Le manga commence avec l’arrivée d’une étrangère dans le monde des démons. Fuyumi Yanagi est une jeune fille vivant une vie paisible sur terre, dans le monde des humains. Notre héros étant accroc à la culture humaine, il ne peut que tenter de se rapprocher d’elle, afin de pouvoir enfin partager sa passion. Interrompu par un autre intrus voulant accaparer son territoire, il est obligé de le détruire avant de revenir promptement vers Fuyumi. Malheureusement, une des plantes carnivores de l’envahisseur s’est détachée et a dévoré la jeune fille. Elle est dorénavant morte et le triangle qu’elle arbore sur sa tête tente de le prouver. Dépité, Staz lui jure de tout faire pour la ressusciter. Proposition surprenant pour un vampire… Ne serait-il pas amoureux ?
C’est une évidence, cette série utilise des codes que les lecteurs de mangas et les fans de jeu vidéo connaissent bien ; et le tout, écrit avec humour, fait que l’on ne s’ennuie pas un instant. Les références a la culture Geek sont nombreuses : étagère remplie de mangas, de figurines ou de jeux vidéo. Les personnages sont attachants même s’ils sont, eux aussi, complètement stéréotypés. Les hommes sont forts, les femmes ont une poitrine opulente et l’héroïne est forcément naïve. Même les animaux sont « mignons ». Le plus intéressant, c’est de repérer tous les jeux de mots ainsi que toutes les allusions à d’autres séries ou jeux japonais. Le livre en est rempli et il est évident que l’auteur dévoile ses propres goûts avec le personnage principal.
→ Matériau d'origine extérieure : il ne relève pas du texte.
//! Page behavior configuration.
//!
//! Every timing and threshold the behaviors use lives here. The host page can
//! override any subset of fields with a JSON block:
//!
//! ```html
//! <script type="application/json" id="portfolio-config">
//!   { "scroll_threshold_px": 80 }
//! </script>
//! ```

use serde::Deserialize;

use super::error::ConfigError;

/// Element id of the optional JSON configuration block.
pub const CONFIG_ELEMENT_ID: &str = "portfolio-config";

/// Behavior configuration. Missing fields fall back to [`Config::default`].
#[derive(Debug, Clone, PartialEq, Deserialize)]
#[serde(default)]
pub struct Config {
    /// Scroll offset past which the header gets the `scrolled` class
    pub scroll_threshold_px: f64,

    /// Delay between "Sending..." and "Message Sent!"
    pub submit_success_delay_ms: u32,

    /// Delay between "Message Sent!" and the form reset
    pub submit_reset_delay_ms: u32,

    /// Delay before a toast slides in
    pub toast_enter_delay_ms: u32,

    /// Time from toast creation until it starts sliding out
    pub toast_visible_ms: u32,

    /// Length of the toast exit transition before the node is removed
    pub toast_exit_ms: u32,

    /// Fraction of a video that must be visible for it to play
    pub video_visibility_threshold: f64,

    /// Fraction of a section that must be visible before it is revealed
    pub reveal_threshold: f64,

    /// Observer root margin for the reveal animation
    pub reveal_root_margin: String,

    /// Selector list of elements that fade in on first view
    pub reveal_selectors: String,

    /// Text of the toast shown after a simulated submission
    pub success_message: String,
}

impl Default for Config {
    fn default() -> Self {
        Self {
            scroll_threshold_px: 100.0,
            submit_success_delay_ms: 1500,
            submit_reset_delay_ms: 2000,
            toast_enter_delay_ms: 100,
            toast_visible_ms: 3000,
            toast_exit_ms: 300,
            video_visibility_threshold: 0.5,
            reveal_threshold: 0.1,
            reveal_root_margin: "0px 0px -50px 0px".to_string(),
            reveal_selectors: ".service-card, .project-item, .about-content, .contact-content"
                .to_string(),
            success_message: "Message sent successfully! We'll get back to you soon.".to_string(),
        }
    }
}

impl Config {
    /// Parse and validate a JSON override block.
    pub fn from_json(json: &str) -> Result<Self, ConfigError> {
        let config: Config = serde_json::from_str(json)?;
        config.validate()?;
        Ok(config)
    }

    /// Check that thresholds are usable by the browser observers.
    pub fn validate(&self) -> Result<(), ConfigError> {
        check_ratio("video_visibility_threshold", self.video_visibility_threshold)?;
        check_ratio("reveal_threshold", self.reveal_threshold)?;

        if self.scroll_threshold_px < 0.0 {
            return Err(ConfigError::NegativeScrollThreshold(
                self.scroll_threshold_px,
            ));
        }

        if self.reveal_selectors.split(',').any(|s| s.trim().is_empty()) {
            return Err(ConfigError::EmptySelector(self.reveal_selectors.clone()));
        }

        if !is_root_margin(&self.reveal_root_margin) {
            return Err(ConfigError::InvalidRootMargin(
                self.reveal_root_margin.clone(),
            ));
        }

        Ok(())
    }

    /// Parse an optional override block, falling back to defaults.
    ///
    /// Returns the error alongside the defaults so the caller can log it.
    pub fn from_optional_json(json: Option<&str>) -> (Self, Option<ConfigError>) {
        match json.map(str::trim).filter(|s| !s.is_empty()) {
            None => (Self::default(), None),
            Some(json) => match Self::from_json(json) {
                Ok(config) => (config, None),
                Err(e) => (Self::default(), Some(e)),
            },
        }
    }
}

fn check_ratio(field: &'static str, value: f64) -> Result<(), ConfigError> {
    if (0.0..=1.0).contains(&value) {
        Ok(())
    } else {
        Err(ConfigError::ThresholdOutOfRange { field, value })
    }
}

/// One to four lengths, each in `px` or `%`, as `IntersectionObserver` accepts
fn is_root_margin(margin: &str) -> bool {
    let lengths: Vec<&str> = margin.split_whitespace().collect();
    (1..=4).contains(&lengths.len()) && lengths.iter().all(|length| is_length(length))
}

fn is_length(length: &str) -> bool {
    length
        .strip_suffix("px")
        .or_else(|| length.strip_suffix('%'))
        .is_some_and(|number| number.parse::<f64>().is_ok_and(f64::is_finite))
}

#[cfg(test)]
mod tests {
    use super::*;

    #[test]
    fn test_default_timings() {
        let config = Config::default();

        assert_eq!(config.scroll_threshold_px, 100.0);
        assert_eq!(config.submit_success_delay_ms, 1500);
        assert_eq!(config.submit_reset_delay_ms, 2000);
        assert_eq!(config.toast_enter_delay_ms, 100);
        assert_eq!(config.toast_visible_ms, 3000);
        assert_eq!(config.toast_exit_ms, 300);
    }

    #[test]
    fn test_default_observer_settings() {
        let config = Config::default();

        assert_eq!(config.video_visibility_threshold, 0.5);
        assert_eq!(config.reveal_threshold, 0.1);
        assert_eq!(config.reveal_root_margin, "0px 0px -50px 0px");
        assert!(config.reveal_selectors.contains(".service-card"));
        assert!(config.reveal_selectors.contains(".contact-content"));
    }

    #[test]
    fn test_partial_override_keeps_other_defaults() {
        let config = Config::from_json(r#"{ "scroll_threshold_px": 80 }"#).unwrap();

        assert_eq!(config.scroll_threshold_px, 80.0);
        assert_eq!(config.submit_success_delay_ms, 1500);
        assert_eq!(config.reveal_root_margin, "0px 0px -50px 0px");
    }

    #[test]
    fn test_empty_object_is_default() {
        assert_eq!(Config::from_json("{}").unwrap(), Config::default());
    }

    #[test]
    fn test_invalid_json_rejected() {
        let result = Config::from_json("{ scroll_threshold_px: }");
        assert!(matches!(result, Err(ConfigError::Parse(_))));
    }

    #[test]
    fn test_threshold_out_of_range_rejected() {
        let result = Config::from_json(r#"{ "reveal_threshold": 1.5 }"#);
        assert!(matches!(
            result,
            Err(ConfigError::ThresholdOutOfRange {
                field: "reveal_threshold",
                ..
            })
        ));
    }

    #[test]
    fn test_negative_scroll_threshold_rejected() {
        let result = Config::from_json(r#"{ "scroll_threshold_px": -1 }"#);
        assert!(matches!(
            result,
            Err(ConfigError::NegativeScrollThreshold(_))
        ));
    }

    #[test]
    fn test_empty_selector_list_rejected() {
        let result = Config::from_json(r#"{ "reveal_selectors": "" }"#);
        assert!(matches!(result, Err(ConfigError::EmptySelector(_))));

        let result = Config::from_json(r#"{ "reveal_selectors": "   " }"#);
        assert!(matches!(result, Err(ConfigError::EmptySelector(_))));
    }

    #[test]
    fn test_selector_list_with_empty_entry_rejected() {
        let result = Config::from_json(r#"{ "reveal_selectors": ".service-card, " }"#);
        assert!(matches!(result, Err(ConfigError::EmptySelector(_))));

        let result = Config::from_json(r#"{ "reveal_selectors": ".a,,.b" }"#);
        assert!(matches!(result, Err(ConfigError::EmptySelector(_))));
    }

    #[test]
    fn test_invalid_root_margin_rejected() {
        for margin in ["lots", "", "0", "10px 20px 30px 40px 50px", "10em", "px", "-50"] {
            let json = format!(r#"{{ "reveal_root_margin": "{}" }}"#, margin);
            let result = Config::from_json(&json);
            assert!(
                matches!(result, Err(ConfigError::InvalidRootMargin(_))),
                "accepted {:?}",
                margin
            );
        }
    }

    #[test]
    fn test_valid_root_margins_accepted() {
        for margin in ["0px", "10%", "0px -50px", "0px 0px -50px 0px", "1.5px 2% 0px"] {
            let json = format!(r#"{{ "reveal_root_margin": "{}" }}"#, margin);
            let config = Config::from_json(&json).unwrap();
            assert_eq!(config.reveal_root_margin, margin);
        }
    }

    #[test]
    fn test_invalid_reveal_override_falls_back_to_defaults() {
        let json = r#"{ "reveal_selectors": "", "reveal_root_margin": "lots" }"#;
        let (config, err) = Config::from_optional_json(Some(json));

        assert_eq!(config, Config::default());
        assert!(err.is_some());
    }

    #[test]
    fn test_optional_json_absent_or_blank() {
        let (config, err) = Config::from_optional_json(None);
        assert_eq!(config, Config::default());
        assert!(err.is_none());

        let (config, err) = Config::from_optional_json(Some("   \n"));
        assert_eq!(config, Config::default());
        assert!(err.is_none());
    }

    #[test]
    fn test_optional_json_invalid_falls_back() {
        let (config, err) = Config::from_optional_json(Some("not json"));
        assert_eq!(config, Config::default());
        assert!(err.is_some());
    }
}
Le dessin, même s’il reste classique, est très agréable pour un premier manga : dépouillé et clair, il n’y a pas d’aplats noirs comme on pourrait s’y attendre avec une histoire se passant dans un monde démoniaque. Les décors, quant à eux, sont vraiment réduits à leur plus simple expression. On sent que Yûki Kodama a mis tous ses efforts sur le côté vestimentaire. Tout en paraissant banals, ils sont adaptés au style des protagonistes. Le héros change même de vêtement à plusieurs occasions, ce qui ne gêne absolument pas la compréhension : on le reconnaît facilement avec ses dents pointues. La mise en page est sympa, sans être trop travaillée, et sert parfaitement l’histoire. Tout cela reste dans la lignée de bien des mangas classiques, mais avec une touche humoristique et un ton décalé en plus.
« Blood Lad » est un manga de fan pour les fans. Il faut aimer cet univers pour comprendre certaines subtilités. Pourtant, cette histoire est accessible à un large public. Avec seulement cinq volumes, c’est une série courte qui se lie assez rapidement. Bientôt un classique puisqu’une adaptation en animé semble être prévue d’ici cet été.